The answer must be a single number: the count of lines below that contain the string "typed".

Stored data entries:

Content starts

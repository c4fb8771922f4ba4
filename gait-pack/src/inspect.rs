// gait-pack/src/inspect.rs
// ============================================================================
// Module: Pack Inspector
// Description: Parses a pack's manifest and typed payloads into a
// language-neutral summary, with no side effects.
// Purpose: Implement `spec.md` §4.8 Inspect.
// Dependencies: gait-core::zip, gait-schema
// ============================================================================

//! ## Overview
//! Inspect never writes, signs, or mutates anything; it only reads archive
//! bytes already in memory. Each pack type gets its own summary shape,
//! following the teacher's verifier's approach of reading typed artifacts
//! back out by their known path rather than treating the archive as opaque
//! bytes.

use gait_schema::Event;
use gait_schema::IntentRequest;
use gait_schema::JobState;
use gait_schema::TraceRecord;
use gait_schema::pack::PackManifest;
use gait_schema::pack::PackType;

use crate::MANIFEST_PATH;
use crate::MAX_ENTRY_BYTES;
use crate::PackError;
use crate::refs::RunpackRef;

/// Summary of a run pack's intent/result lineage.
#[derive(Debug, Clone, serde::Serialize)]
pub struct RunSummary {
    /// The run this pack was captured from.
    pub run_id: Option<String>,
    /// Tool names of every recorded intent, in recorded order.
    pub intent_tool_names: Vec<String>,
    /// Verdicts of every recorded trace, in recorded order.
    pub trace_verdicts: Vec<String>,
}

/// Summary of a job pack's event counts and final status.
#[derive(Debug, Clone, serde::Serialize)]
pub struct JobSummary {
    /// The job's identifier.
    pub job_id: String,
    /// The job's final recorded status.
    pub final_status: String,
    /// Number of events recorded, grouped by event type.
    pub event_counts: std::collections::BTreeMap<String, usize>,
}

/// Summary of a call pack's embedded runpack and speak-receipt chain.
#[derive(Debug, Clone, serde::Serialize)]
pub struct CallSummary {
    /// Tool name of the evaluated intent.
    pub tool_name: String,
    /// Verdict reached for the evaluated intent.
    pub verdict: String,
    /// Whether an embedded runpack is present.
    pub has_embedded_runpack: bool,
    /// Number of receipts in the speak-receipt chain.
    pub receipt_chain_len: usize,
}

/// A language-neutral pack summary, shaped by the pack's type.
#[derive(Debug, Clone, serde::Serialize)]
#[serde(tag = "pack_type", rename_all = "snake_case")]
#[allow(clippy::large_enum_variant, reason = "summaries are inspect-only output, never hot-path allocated in bulk")]
pub enum InspectSummary {
    /// A run pack's summary.
    Run(RunSummary),
    /// A job pack's summary.
    Job(JobSummary),
    /// A call pack's summary.
    Call(CallSummary),
    /// An incident or evidence pack's referenced-runpack summary.
    References(Vec<RunpackRef>),
}

/// Parses a pack archive into a language-neutral summary. Performs no side
/// effects: no signature check, no filesystem write.
///
/// # Errors
///
/// Returns [`PackError::Zip`] if the archive cannot be parsed,
/// [`PackError::MissingManifest`] if it has no manifest entry, and
/// [`PackError::Schema`] if the manifest or a typed payload fails strict
/// validation.
pub fn inspect_pack(archive: &[u8]) -> Result<InspectSummary, PackError> {
    let entries = gait_core::read_entries(archive, MAX_ENTRY_BYTES)?;
    crate::enforce_aggregate_limit(&entries)?;
    let manifest_entry = entries.iter().find(|entry| entry.name == MANIFEST_PATH).ok_or(PackError::MissingManifest)?;
    let manifest = PackManifest::parse(&manifest_entry.contents)?;

    let find = |path: &str| entries.iter().find(|entry| entry.name == path).map(|entry| entry.contents.as_slice());

    match manifest.pack_type {
        PackType::Run => {
            let mut intent_tool_names = Vec::new();
            let mut trace_verdicts = Vec::new();
            for manifest_item in &manifest.entries {
                if let Some(bytes) = find(&manifest_item.path) {
                    if manifest_item.path.starts_with("intents/") {
                        let intent = IntentRequest::parse(bytes)?;
                        intent_tool_names.push(intent.tool_name);
                    } else if manifest_item.path.starts_with("traces/") {
                        let trace: TraceRecord = serde_json::from_slice(bytes).map_err(|err| PackError::Schema(err.to_string()))?;
                        trace_verdicts.push(format!("{:?}", trace.verdict));
                    }
                }
            }
            Ok(InspectSummary::Run(RunSummary { run_id: manifest.run_id, intent_tool_names, trace_verdicts }))
        }
        PackType::Job => {
            let state_bytes = find("state.json").ok_or_else(|| PackError::Schema("job pack missing state.json".to_string()))?;
            let state = JobState::parse(state_bytes)?;
            let mut event_counts = std::collections::BTreeMap::new();
            if let Some(bytes) = find("events.jsonl") {
                let text = std::str::from_utf8(bytes).map_err(|err| PackError::Schema(err.to_string()))?;
                for line in text.lines().filter(|line| !line.is_empty()) {
                    let event = Event::parse_line(line)?;
                    *event_counts.entry(format!("{:?}", event.event_type)).or_insert(0) += 1;
                }
            }
            Ok(InspectSummary::Job(JobSummary { job_id: state.job_id, final_status: format!("{:?}", state.status), event_counts }))
        }
        PackType::Call => {
            let intent_bytes = find("intent.json").ok_or_else(|| PackError::Schema("call pack missing intent.json".to_string()))?;
            let intent = IntentRequest::parse(intent_bytes)?;
            let trace_bytes = find("trace.json").ok_or_else(|| PackError::Schema("call pack missing trace.json".to_string()))?;
            let trace: TraceRecord = serde_json::from_slice(trace_bytes).map_err(|err| PackError::Schema(err.to_string()))?;
            let receipt_chain_len = manifest.entries.iter().filter(|entry| entry.path.starts_with("receipts/")).count();
            Ok(InspectSummary::Call(CallSummary {
                tool_name: intent.tool_name,
                verdict: format!("{:?}", trace.verdict),
                has_embedded_runpack: find("runpack.zip").is_some(),
                receipt_chain_len,
            }))
        }
        PackType::Incident | PackType::Evidence => {
            let refs_bytes = find("refs.json").ok_or_else(|| PackError::Schema("referencing pack missing refs.json".to_string()))?;
            let refs: Vec<RunpackRef> = serde_json::from_slice(refs_bytes).map_err(|err| PackError::Schema(err.to_string()))?;
            Ok(InspectSummary::References(refs))
        }
    }
}

#[cfg(test)]
mod tests {
    use super::InspectSummary;
    use super::inspect_pack;
    use crate::build::build_run_pack;
    use gait_core::Timestamp;
    use gait_schema::IntentRequest;
    use gait_schema::Target;

    fn sample_intent() -> IntentRequest {
        IntentRequest {
            tool_name: "file.write".to_string(),
            args: serde_json::json!({}),
            targets: vec![Target { kind: "file".to_string(), value: "/tmp/x".to_string(), operation: None, endpoint_class: None, destructive: None }],
            arg_provenance: vec![],
            context: serde_json::json!({}),
            delegation: None,
            skill_provenance: None,
        }
    }

    #[test]
    fn summarizes_a_run_pack_intent_lineage() {
        let built = build_run_pack("run_1", &[sample_intent()], &[], None).expect("build");
        let summary = inspect_pack(&built.archive).expect("inspect");
        match summary {
            InspectSummary::Run(run) => {
                assert_eq!(run.run_id.as_deref(), Some("run_1"));
                assert_eq!(run.intent_tool_names, vec!["file.write".to_string()]);
            }
            other => panic!("expected a run summary, got {other:?}"),
        }
    }

    #[test]
    fn inspect_never_panics_on_an_empty_run_pack() {
        let built = build_run_pack("run_1", &[], &[], None).expect("build");
        let summary = inspect_pack(&built.archive).expect("inspect");
        assert!(matches!(summary, InspectSummary::Run(_)));
        let _ = Timestamp::from_unix_millis(0).unwrap();
    }
}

Content ends

- [Task answer]
3